On-line version ISSN 0717-9707

J. Chil. Chem. Soc. vol.59 no.2 Concepción July 2014 





1 Departamento de Química-Física. Facultad de Química. Pontificia Universidad Católica de Chile. Santiago. Chile´.
* e-mail:


The organization of bilayers depends on the physicochemical and structural properties of the molecules that compose the membrane. The phospholipid molecular shape depends on the relative volumes of their polar headgroups and non-polar acyl chains. In this work, we study the effect of DHPC concentration over the bilayer of large unilamellar vesicles (LUV) prepared with different proportions of dipalmitoylphosphatidylcholine / sphingomyelin / dihexanoylphosphatidylcholine (DPPC/SM/DHPC) using fluorescence spectroscopy and molecular dynamics (MD) simulations. In this work, we use Laurdan's generalized polarization (GP) and 1,6-diphenyl-1,3,5-hexatriene (DPH) fluorescence anisotropy to observe the effect of DHPC concentration on dynamic properties of both, the interface and hydrophobic region. Detailed information, at atomistic scale, was obtained by trajectory calculations of accessible solvent area (ASA), partial densities and order parameters using Molecular Dynamics (MD). The results indicate that DHPC induces global packing defects in the membrane, favoring the liquid crystalline state for the system with higher concentration of DHPC.

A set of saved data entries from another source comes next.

#![warn(missing_docs)]
#![warn(clippy::missing_docs_in_private_items)]

//! Process-wide configuration read from the environment.
//!
//! Values are read once, on first use, and shared through a cheap
//! [`ConfigHandle`]. Per-assignment settings live in `assignment.toml`, see
//! [`crate::classroom::AssignmentSettings`].

use std::{
    sync::{Arc, Mutex, OnceLock},
    time::Duration,
};

use anyhow::Result;

use crate::constants::DEFAULT_BOT_MARKER;

/// Packages injected into the pytest run unless overridden.
const DEFAULT_PYTEST_PACKAGES: &[&str] = &["pytest", "pytest-json-report"];

/// Packages injected into the pylint run unless overridden.
const DEFAULT_PYLINT_PACKAGES: &[&str] = &["pylint"];

/// Runtime configuration shared across the crate.
#[derive(Debug)]
pub struct ConfigState {
    /// Upper bound for a single pytest run; `None` waits forever.
    test_timeout:    Option<Duration>,
    /// Upper bound for a single pylint run; `None` waits forever.
    lint_timeout:    Option<Duration>,
    /// Author-name marker that ends the commit scan.
    bot_marker:      String,
    /// Packages `uv` injects for pytest.
    pytest_packages: Vec<String>,
    /// Packages `uv` injects for pylint.
    pylint_packages: Vec<String>,
}

impl ConfigState {
    /// Builds a configuration from environment variables.
    fn new() -> Result<Self> {
        Ok(Self {
            test_timeout:    read_timeout_secs("AU_TEST_TIMEOUT_SECS"),
            lint_timeout:    read_timeout_secs("AU_LINT_TIMEOUT_SECS"),
            bot_marker:      std::env::var("AU_BOT_MARKER")
                .ok()
                .filter(|v| !v.trim().is_empty())
                .unwrap_or_else(|| DEFAULT_BOT_MARKER.to_string()),
            pytest_packages: read_list("AU_PYTEST_PACKAGES", DEFAULT_PYTEST_PACKAGES),
            pylint_packages: read_list("AU_PYLINT_PACKAGES", DEFAULT_PYLINT_PACKAGES),
        })
    }

    /// Returns the pytest timeout, if any.
    pub fn test_timeout(&self) -> Option<Duration> {
        self.test_timeout
    }

    /// Returns the pylint timeout, if any.
    pub fn lint_timeout(&self) -> Option<Duration> {
        self.lint_timeout
    }

    /// Returns the bot author marker.
    pub fn bot_marker(&self) -> &str {
        &self.bot_marker
    }

    /// Returns the packages injected for pytest.
    pub fn pytest_packages(&self) -> &[String] {
        &self.pytest_packages
    }

    /// Returns the packages injected for pylint.
    pub fn pylint_packages(&self) -> &[String] {
        &self.pylint_packages
    }
}

/// Shared configuration handle used throughout the crate.
#[derive(Clone, Debug)]
pub struct ConfigHandle(Arc<ConfigState>);

impl std::ops::Deref for ConfigHandle {
    type Target = ConfigState;

    fn deref(&self) -> &Self::Target {
        &self.0
    }
}

/// Global storage for the lazily constructed configuration state.
static CONFIG_SLOT: OnceLock<Mutex<Option<Arc<ConfigState>>>> = OnceLock::new();

/// Returns the mutex guarding the global configuration slot.
fn slot() -> &'static Mutex<Option<Arc<ConfigState>>> {
    CONFIG_SLOT.get_or_init(|| Mutex::new(None))
}

/// Ensure the global configuration has been initialized and return a handle.
pub fn ensure_initialized() -> Result<ConfigHandle> {
    let mut guard = slot().lock().expect("config slot poisoned");
    if let Some(cfg) = guard.as_ref() {
        return Ok(ConfigHandle(Arc::clone(cfg)));
    }

    let cfg = Arc::new(ConfigState::new()?);
    *guard = Some(Arc::clone(&cfg));
    Ok(ConfigHandle(cfg))
}

/// Returns the active configuration, initializing it on demand.
pub fn get() -> ConfigHandle {
    ensure_initialized().expect("configuration initialization failed")
}

/// Returns the configured bot author marker.
pub fn bot_marker() -> String {
    get().bot_marker().to_string()
}

/// Parses an environment variable holding whole seconds. Unset, empty,
/// unparsable and zero values all mean "no timeout".
fn read_timeout_secs(env: &str) -> Option<Duration> {
    std::env::var(env)
        .ok()
        .and_then(|value| value.trim().parse::<u64>().ok())
        .filter(|secs| *secs > 0)
        .map(Duration::from_secs)
}

/// Parses a comma-separated environment variable, falling back to `default`.
fn read_list(env: &str, default: &[&str]) -> Vec<String> {
    let parsed: Vec<String> = std::env::var(env)
        .unwrap_or_default()
        .split(',')
        .map(str::trim)
        .filter(|s| !s.is_empty())
        .map(str::to_string)
        .collect();

    if parsed.is_empty() {
        default.iter().map(|s| s.to_string()).collect()
    } else {
        parsed
    }
}
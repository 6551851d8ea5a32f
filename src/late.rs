#![warn(missing_docs)]
#![warn(clippy::missing_docs_in_private_items)]

//! Late-submission report over a directory of student repositories.

use std::path::Path;

use chrono::{DateTime, Utc};
use tabled::{
    Table, Tabled,
    settings::{Modify, Style, Width, object::Columns},
};

use crate::{
    constants::SUMMARY_VALUE_WIDTH,
    datetime::{friendly_local_datetime, lateness},
    error::GradeResult,
    repo::{CommitInfo, SubmissionRepo, git_dirs},
    roster::Labeling,
};

/// Commits made after `deadline`, newest first.
///
/// Commits authored with `own_email` are skipped, since they are the
/// instructor's. The scan stops at the first bot-authored commit and at the
/// first commit made on time.
pub fn late_commits(
    commits: Vec<CommitInfo>,
    deadline: &DateTime<Utc>,
    bot_marker: &str,
    own_email: Option<&str>,
) -> Vec<CommitInfo> {
    commits
        .into_iter()
        .filter(|c| own_email.is_none_or(|email| c.author_email != email))
        .take_while(|c| !c.author_name.contains(bot_marker) && c.date > *deadline)
        .collect()
}

/// One student's late work.
#[derive(Clone, Debug, PartialEq)]
pub struct LateSubmission {
    /// Roster name, or the directory name when the roster has none.
    pub student:  String,
    /// Repository directory name.
    pub dir_name: String,
    /// Late commits, newest first. Never empty.
    pub commits:  Vec<CommitInfo>,
}

impl LateSubmission {
    /// How late the newest commit was.
    pub fn amount(&self, deadline: &DateTime<Utc>) -> Option<String> {
        self.commits.first().and_then(|c| lateness(&c.date, deadline))
    }
}

/// Scans every repository under `root` for commits made after `deadline`.
/// Repositories that cannot be read are logged and skipped. The result is
/// sorted by student.
pub async fn late_submissions(
    root: &Path,
    deadline: &DateTime<Utc>,
    labeling: Option<&Labeling>,
    bot_marker: &str,
    own_email: Option<&str>,
) -> GradeResult<Vec<LateSubmission>> {
    let mut late = Vec::new();
    for dir in git_dirs(root)? {
        let dir_name = dir
            .file_name()
            .map(|n| n.to_string_lossy().into_owned())
            .unwrap_or_default();
        let commits = match SubmissionRepo::open(&dir)?.commits().await {
            Ok(commits) => commits,
            Err(e) => {
                tracing::error!("{}: {e}", dir.display());
                continue;
            }
        };

        let commits = late_commits(commits, deadline, bot_marker, own_email);
        if commits.is_empty() {
            tracing::debug!("{dir_name} is on time");
            continue;
        }
        let student = labeling
            .and_then(|l| l.display_name(&dir_name))
            .unwrap_or(&dir_name)
            .to_string();
        late.push(LateSubmission {
            student,
            dir_name,
            commits,
        });
    }
    late.sort_by(|a, b| a.student.cmp(&b.student));
    Ok(late)
}

/// One line of the late-submission table.
#[derive(Tabled)]
struct LateRow {
    /// Blank on follow-up commits of the same student.
    #[tabled(rename = "STUDENT")]
    student: String,
    /// Blank on follow-up commits of the same student.
    #[tabled(rename = "AMOUNT")]
    amount:  String,
    /// Local commit time.
    #[tabled(rename = "COMMIT DATE")]
    date:    String,
    /// Subject line.
    #[tabled(rename = "COMMIT MESSAGE")]
    message: String,
}

/// Renders `late` as a terminal table with one row per commit.
pub fn late_table(late: &[LateSubmission], deadline: &DateTime<Utc>) -> String {
    let rows = late.iter().flat_map(|submission| {
        submission.commits.iter().enumerate().map(|(i, commit)| {
            let (student, amount) = if i == 0 {
                (
                    submission.student.clone(),
                    submission.amount(deadline).unwrap_or_default(),
                )
            } else {
                Default::default()
            };
            LateRow {
                student,
                amount,
                date: friendly_local_datetime(&commit.date),
                message: commit.message.lines().next().unwrap_or_default().to_string(),
            }
        })
    });

    Table::new(rows)
        .with(Style::modern())
        .with(Modify::new(Columns::one(3)).with(Width::wrap(SUMMARY_VALUE_WIDTH).keep_words(true)))
        .to_string()
}

#[cfg(test)]
mod tests {
    use chrono::TimeZone;

    use super::*;

    fn commit(author: &str, day: u32, hour: u32, message: &str) -> CommitInfo {
        CommitInfo {
            hash:         format!("{author}{day}{hour}"),
            author_name:  author.to_string(),
            author_email: format!("{author}@example.com"),
            date:         Utc.with_ymd_and_hms(2024, 1, day, hour, 0, 0).unwrap(),
            message:      message.to_string(),
        }
    }

    fn deadline() -> DateTime<Utc> {
        Utc.with_ymd_and_hms(2024, 1, 5, 23, 59, 0).unwrap()
    }

    #[test]
    fn only_commits_after_the_deadline_are_late() {
        let history = vec![
            commit("ada", 7, 9, "third"),
            commit("ada", 6, 9, "second"),
            commit("ada", 5, 9, "on time"),
            commit("ada", 8, 9, "rewritten history"),
        ];
        let late = late_commits(history, &deadline(), "[bot]", None);
        let messages: Vec<&str> = late.iter().map(|c| c.message.as_str()).collect();
        assert_eq!(messages, vec!["third", "second"]);
    }

    #[test]
    fn instructor_commits_are_not_held_against_students() {
        let history = vec![
            commit("prof", 9, 9, "grades"),
            commit("ada", 6, 9, "late fix"),
            commit("github-classroom[bot]", 1, 9, "setup"),
        ];
        let late = late_commits(history.clone(), &deadline(), "[bot]", Some("prof@example.com"));
        assert_eq!(late.len(), 1);
        assert_eq!(late[0].author_name, "ada");

        assert_eq!(late_commits(history, &deadline(), "[bot]", None).len(), 2);
    }

    #[test]
    fn bot_commits_end_the_scan() {
        let history = vec![
            commit("github-classroom[bot]", 9, 9, "feedback"),
            commit("ada", 8, 9, "late"),
        ];
        assert!(late_commits(history, &deadline(), "[bot]", None).is_empty());
    }

    #[test]
    fn table_names_each_student_once() {
        let late = vec![LateSubmission {
            student:  "Ada Lovelace".to_string(),
            dir_name: "hw1-ada".to_string(),
            commits:  vec![
                commit("ada", 7, 0, "final answer\n\nwith a body"),
                commit("ada", 6, 0, "almost"),
            ],
        }];
        let table = late_table(&late, &deadline());
        assert_eq!(table.matches("Ada Lovelace").count(), 1);
        assert!(table.contains("1 day + 0:01"));
        assert!(table.contains("final answer"));
        assert!(table.contains("almost"));
        assert!(!table.contains("with a body"));
        assert!(table.contains("COMMIT MESSAGE"));
    }
}
#![warn(missing_docs)]
#![warn(clippy::missing_docs_in_private_items)]

//! Child process plumbing shared by the git adapter and the tool runners.
//!
//! Every external tool runs in its own freshly spawned process, so nothing a
//! student's code does to interpreter state survives into the next
//! submission.

use std::{
    ffi::{OsStr, OsString},
    path::Path,
    process::Stdio,
    time::Duration,
};

use anyhow::{Context, Result};
use itertools::Itertools;
use tokio::{
    io::{AsyncReadExt, BufReader},
    process::{Child, Command},
    time::timeout,
};

/// Kills the wrapped child if it is dropped before being awaited.
struct ChildDropGuard(Option<Child>);

impl ChildDropGuard {
    /// Wraps the provided child process.
    fn new(child: Child) -> Self {
        Self(Some(child))
    }

    /// Returns a mutable reference to the underlying child process.
    fn child_mut(&mut self) -> Result<&mut Child> {
        self.0
            .as_mut()
            .context("child process already taken from guard")
    }

    /// Prevents the guard from killing the process on drop.
    fn disarm(mut self) {
        self.0 = None;
    }
}

impl Drop for ChildDropGuard {
    fn drop(&mut self) {
        if let Some(child) = self.0.as_mut() {
            let _ = child.start_kill();
        }
    }
}

/// Captured result of a finished subprocess.
#[derive(Debug)]
pub struct Collected {
    /// Exit status returned by the process.
    pub status: std::process::ExitStatus,
    /// Contents written to stdout.
    pub stdout: Vec<u8>,
    /// Contents written to stderr.
    pub stderr: Vec<u8>,
}

impl Collected {
    /// Returns true if the process exited with status zero.
    pub fn success(&self) -> bool {
        self.status.success()
    }

    /// Stdout decoded lossily as UTF-8.
    pub fn stdout_lossy(&self) -> String {
        String::from_utf8_lossy(&self.stdout).into_owned()
    }

    /// Stderr decoded lossily as UTF-8, trimmed.
    pub fn stderr_lossy(&self) -> String {
        String::from_utf8_lossy(&self.stderr).trim().to_string()
    }
}

/// Describes how stdin should be wired for the spawned process.
#[derive(Clone, Copy, Debug)]
pub enum StdinSource {
    /// Inherit the parent's stdin.
    Inherit,
    /// Attach nothing to stdin.
    Null,
}

/// Spawns `program` with `args` in `cwd`, feeds stdin and collects
/// stdout/stderr. A `deadline` of `None` waits forever.
pub async fn run_collect(
    program: impl AsRef<OsStr>,
    args: &[OsString],
    stdin: StdinSource,
    cwd: Option<&Path>,
    deadline: Option<Duration>,
) -> Result<Collected> {
    run_collect_with_env(program, args, &[], stdin, cwd, deadline).await
}

/// Like [`run_collect`], with `env` set on top of the inherited environment.
pub async fn run_collect_with_env(
    program: impl AsRef<OsStr>,
    args: &[OsString],
    env: &[(OsString, OsString)],
    stdin: StdinSource,
    cwd: Option<&Path>,
    deadline: Option<Duration>,
) -> Result<Collected> {
    let program = program.as_ref();
    tracing::debug!(
        "running `{} {}` in {}",
        program.to_string_lossy(),
        args.iter().map(|a| a.to_string_lossy()).join(" "),
        cwd.map(|d| d.display().to_string())
            .unwrap_or_else(|| ".".to_string())
    );

    let mut cmd = Command::new(program);
    cmd.args(args)
        .envs(env.iter().map(|(k, v)| (k, v)))
        .stdout(Stdio::piped())
        .stderr(Stdio::piped());

    match stdin {
        StdinSource::Inherit => {
            cmd.stdin(Stdio::inherit());
        }
        StdinSource::Null => {
            cmd.stdin(Stdio::null());
        }
    }

    if let Some(dir) = cwd {
        cmd.current_dir(dir);
    }

    let mut guard = ChildDropGuard::new(
        cmd.spawn()
            .with_context(|| format!("failed to spawn {}", program.to_string_lossy()))?,
    );

    let stdout = guard
        .child_mut()?
        .stdout
        .take()
        .context("missing stdout pipe")?;
    let stderr = guard
        .child_mut()?
        .stderr
        .take()
        .context("missing stderr pipe")?;

    let out_task = tokio::spawn(read_all(stdout));
    let err_task = tokio::spawn(read_all(stderr));

    let wait_future = async move {
        let mut guard = guard;
        let status = guard
            .child_mut()?
            .wait()
            .await
            .context("failed to wait on process")?;
        let stdout = out_task.await.context("stdout task join error")??;
        let stderr = err_task.await.context("stderr task join error")??;
        guard.disarm();
        Ok(Collected {
            status,
            stdout,
            stderr,
        })
    };

    match deadline {
        Some(limit) => timeout(limit, wait_future)
            .await
            .with_context(|| format!("{} timed out", program.to_string_lossy()))?,
        None => wait_future.await,
    }
}

/// Drains a pipe to the end.
async fn read_all(pipe: impl tokio::io::AsyncRead + Unpin) -> Result<Vec<u8>> {
    let mut reader = BufReader::new(pipe);
    let mut buf = Vec::new();
    reader
        .read_to_end(&mut buf)
        .await
        .context("failed to read child output")?;
    Ok(buf)
}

Biological membranes are mainly a lipid bilayer in the liquid-crystalline phase. The organization of the bilayer depends on the physicochemical and structural properties of the molecules that compose the membrane. The phospholipid molecular shape depends on the relative volumes of their polar headgroup and apolar acyl chains. Depending on their relative volumes, phospholipids can adopt molecular shapes such as cylindrical, conical or inverted cone. Packing of phospholipids with different molecular shapes can generate different supramolecular organizations, such as micellar, lamellar, hexagonal and cubic phases1,2. Different molecular packing of mixed lipids, with different shapes, induces heterogeneous lateral organization, forming microdomains called lipid rafts1,3. Moreover, lipid rafts induce spontaneous curvature in the membrane4,5. Short-chain phospholipids, such as dihexanoylphosphatidylcholine (DHPC), present an inverted cone shape. This feature allows to generate structures with high mobility and curvature, such as micelles. In the last two decades, bicellar systems have become a useful membrane mimetic since it provides an oriented media for the study of molecules with biological interest, using solid 6-9 and solution NMR10, 11. Bicellar systems are formed from mixtures of the dihexanoylphosphatidylcholine (DHPC) and dimiristoylphosphatidylcholine (DMPC)4,12 and occasionally, dipalmitoylphatidylcholine (DPPC)13-15. On the other hand, it has been reported that adding a third lipid, with propensity to form a non-lamellar phase, to the DPPC/SM mixture, increases the permeation of cytolitic proteins16. Additionally, lipid packing defects seems to be essential for the membrane adsorption of various membrane proteins 17,18. In this work, we study the effect of low concentration of DHPC over the dynamics of bilayer components in large unilamellar vesicles (LUV) formed with different concentrations of DPPC/SM/DHPC, using fluorescence spectroscopy and molecular dynamics (MD) simulations.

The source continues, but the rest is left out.